François Bayrou - Je suis un homme du sud ouest et en choisissant la ville la plus au nord du territoire, je trace un pont à travers toutes les régions. J'aime beaucoup le Nord-Pas-de-Calais. J'y ai et j'ai eu des amis qui ont beaucoup compté dans ma vie, de André Diligent à Maurice Schumann. Et puis c'est une des régions dans lesquelles les difficultés sociales sont les plus importantes, et où la question de la rupture entre le peuple et les soi-disant élites se pose avec le plus d'acuité. Comme pour moi c'est une question vitale étant donné le milieu social d'où je viens, j'ai voulu en parler à Dunkerque.

LVDN - Les sondages vous placent désormais dans le quatuor de tête. Comment expliquez-vous cette percée ?
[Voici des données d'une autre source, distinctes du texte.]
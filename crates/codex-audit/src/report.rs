//! Dataset audit - the read-only classification pass.

use codex_mapper::CodexMapper;
use codex_model::{MissingField, NodeStore};
use codex_topology::{GateId, NodeId};
use serde::{Deserialize, Serialize};

/// A present record lacking required descriptive fields.
#[derive(Debug, Clone, PartialEq, Eq, Serialize, Deserialize)]
pub struct IncompleteNode {
    pub id: NodeId,
    pub missing: Vec<MissingField>,
}

/// Result of one full audit pass. Regenerated fresh on each run;
/// plain counts and id lists, renderable as a text report.
#[derive(Debug, Clone, PartialEq, Eq, Serialize, Deserialize)]
pub struct DatasetAudit {
    /// Node ids present with all required fields.
    pub complete: Vec<NodeId>,
    /// Node ids present but lacking fields.
    pub incomplete: Vec<IncompleteNode>,
    /// Node ids with no record at all.
    pub missing: Vec<NodeId>,
    /// Gate ids with at least one connected node.
    pub mapped_gates: Vec<GateId>,
    /// Gate ids no node connects to.
    pub unmapped_gates: Vec<GateId>,
    /// Total node-to-gate edges.
    pub node_gate_edges: usize,
    /// Total node-to-node edges (harmonic, dissonant, tritone, adjacent).
    pub node_node_edges: usize,
}

impl DatasetAudit {
    /// Whether every node id has a complete record.
    ///
    /// Says nothing about gates: the outer spiral band (79-99) is
    /// structurally unreachable - node layers top out at 12, so spiral
    /// gates stop at 78 - and stays unmapped even over a full store.
    pub fn nodes_fully_populated(&self) -> bool {
        self.incomplete.is_empty() && self.missing.is_empty()
    }

    /// Render as a plain text report.
    pub fn render(&self) -> String {
        let mut out = String::new();
        out.push_str("Codex dataset audit\n");
        out.push_str(&format!(
            "  nodes: {} complete, {} incomplete, {} missing\n",
            self.complete.len(),
            self.incomplete.len(),
            self.missing.len()
        ));
        out.push_str(&format!(
            "  gates: {} mapped, {} unmapped\n",
            self.mapped_gates.len(),
            self.unmapped_gates.len()
        ));
        out.push_str(&format!(
            "  edges: {} node-gate, {} node-node\n",
            self.node_gate_edges, self.node_node_edges
        ));
        for entry in &self.incomplete {
            let fields: Vec<String> = entry.missing.iter().map(ToString::to_string).collect();
            out.push_str(&format!(
                "  incomplete: {} (missing {})\n",
                entry.id,
                fields.join(", ")
            ));
        }
        for id in &self.missing {
            out.push_str(&format!("  missing: {id}\n"));
        }
        for gate in &self.unmapped_gates {
            out.push_str(&format!("  unmapped: {gate}\n"));
        }
        out
    }
}

/// Classify every node and gate id and tally edges. Read-only.
pub fn audit(store: &impl NodeStore, mapper: &CodexMapper) -> DatasetAudit {
    let mut complete = Vec::new();
    let mut incomplete = Vec::new();
    let mut missing = Vec::new();

    for id in NodeId::all() {
        match store.get(id) {
            None => missing.push(id),
            Some(node) => {
                let fields = node.missing_fields();
                if fields.is_empty() {
                    complete.push(id);
                } else {
                    incomplete.push(IncompleteNode {
                        id,
                        missing: fields,
                    });
                }
            }
        }
    }

    let mut mapped_gates = Vec::new();
    let mut unmapped_gates = Vec::new();
    for gate in GateId::all() {
        let is_mapped = mapper
            .gate_map(gate)
            .map_or(false, |map| !map.nodes.is_empty());
        if is_mapped {
            mapped_gates.push(gate);
        } else {
            unmapped_gates.push(gate);
        }
    }

    let node_gate_edges = mapper.all_node_maps().map(|map| map.gates.len()).sum();
    let node_node_edges = mapper
        .all_node_maps()
        .map(|map| {
            map.connections.harmonic.len()
                + map.connections.dissonant.len()
                + map.connections.tritone.len()
                + map.connections.adjacent.len()
        })
        .sum();

    tracing::debug!(
        "audit: {} complete, {} incomplete, {} missing, {} unmapped gates",
        complete.len(),
        incomplete.len(),
        missing.len(),
        unmapped_gates.len()
    );

    DatasetAudit {
        complete,
        incomplete,
        missing,
        mapped_gates,
        unmapped_gates,
        node_gate_edges,
        node_node_edges,
    }
}

#[cfg(test)]
mod tests {
    use super::*;
    use codex_model::{seed::seeded_store, MemoryStore, Node};

    #[test]
    fn seeded_store_audits_clean_on_nodes() {
        let store = seeded_store();
        let mapper = CodexMapper::new(&store).unwrap();
        let report = audit(&store, &mapper);

        assert_eq!(report.complete.len(), 144);
        assert!(report.incomplete.is_empty());
        assert!(report.missing.is_empty());
        assert!(report.nodes_fully_populated());
    }

    #[test]
    fn outer_spiral_band_is_structurally_unmapped() {
        let store = seeded_store();
        let mapper = CodexMapper::new(&store).unwrap();
        let report = audit(&store, &mapper);

        // Layers top out at 12, so spiral gates 79-99 never gain a node
        let expected: Vec<GateId> = (79..=99).map(GateId).collect();
        assert_eq!(report.unmapped_gates, expected);
        assert_eq!(report.mapped_gates.len(), 78);
    }

    #[test]
    fn sparse_store_classifies_all_three_ways() {
        let mut incomplete_node = Node::bare(NodeId(2));
        incomplete_node.name = Some("Half-made".into());

        let store = MemoryStore::from_nodes([
            codex_model::seed::seeded_node(NodeId(1)),
            incomplete_node,
        ]);
        let mapper = CodexMapper::new(&store).unwrap();
        let report = audit(&store, &mapper);

        assert_eq!(report.complete, vec![NodeId(1)]);
        assert_eq!(report.incomplete.len(), 1);
        assert_eq!(report.incomplete[0].id, NodeId(2));
        assert_eq!(
            report.incomplete[0].missing,
            vec![MissingField::Element, MissingField::Chakra]
        );
        assert_eq!(report.missing.len(), 142);
        assert!(!report.nodes_fully_populated());
    }

    #[test]
    fn edge_tallies_match_map_contents() {
        let store = seeded_store();
        let mapper = CodexMapper::new(&store).unwrap();
        let report = audit(&store, &mapper);

        let expected_gate_edges: usize = mapper.all_node_maps().map(|m| m.gates.len()).sum();
        assert_eq!(report.node_gate_edges, expected_gate_edges);
        assert!(report.node_node_edges > 0);
    }

    #[test]
    fn render_lists_findings() {
        let store = MemoryStore::from_nodes([Node::bare(NodeId(5))]);
        let mapper = CodexMapper::new(&store).unwrap();
        let text = audit(&store, &mapper).render();

        assert!(text.contains("1 incomplete"));
        assert!(text.contains("143 missing"));
        assert!(text.contains("node 5 (missing name, element, chakra)"));
    }
}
FB - Dans une campagne, comme pour une fusée, c'est le lancement qui est le moment critique. Nous avons réussi à faire entendre notre message dans cette phase. Cette constitution de socle fait que le paysage de la campagne est désormais à peu près fixé. En 2007, les Français n'étaient pas tout à fait mûrs. Peut-être le sont-ils aujourd'hui. Moi en tout cas, je suis au rendez-vous et les équipes qui m'entourent sont très professionnelles et expérimentées. Ce n'est pas du bricolage. Ils sont là parce qu'ils croient en quelque chose.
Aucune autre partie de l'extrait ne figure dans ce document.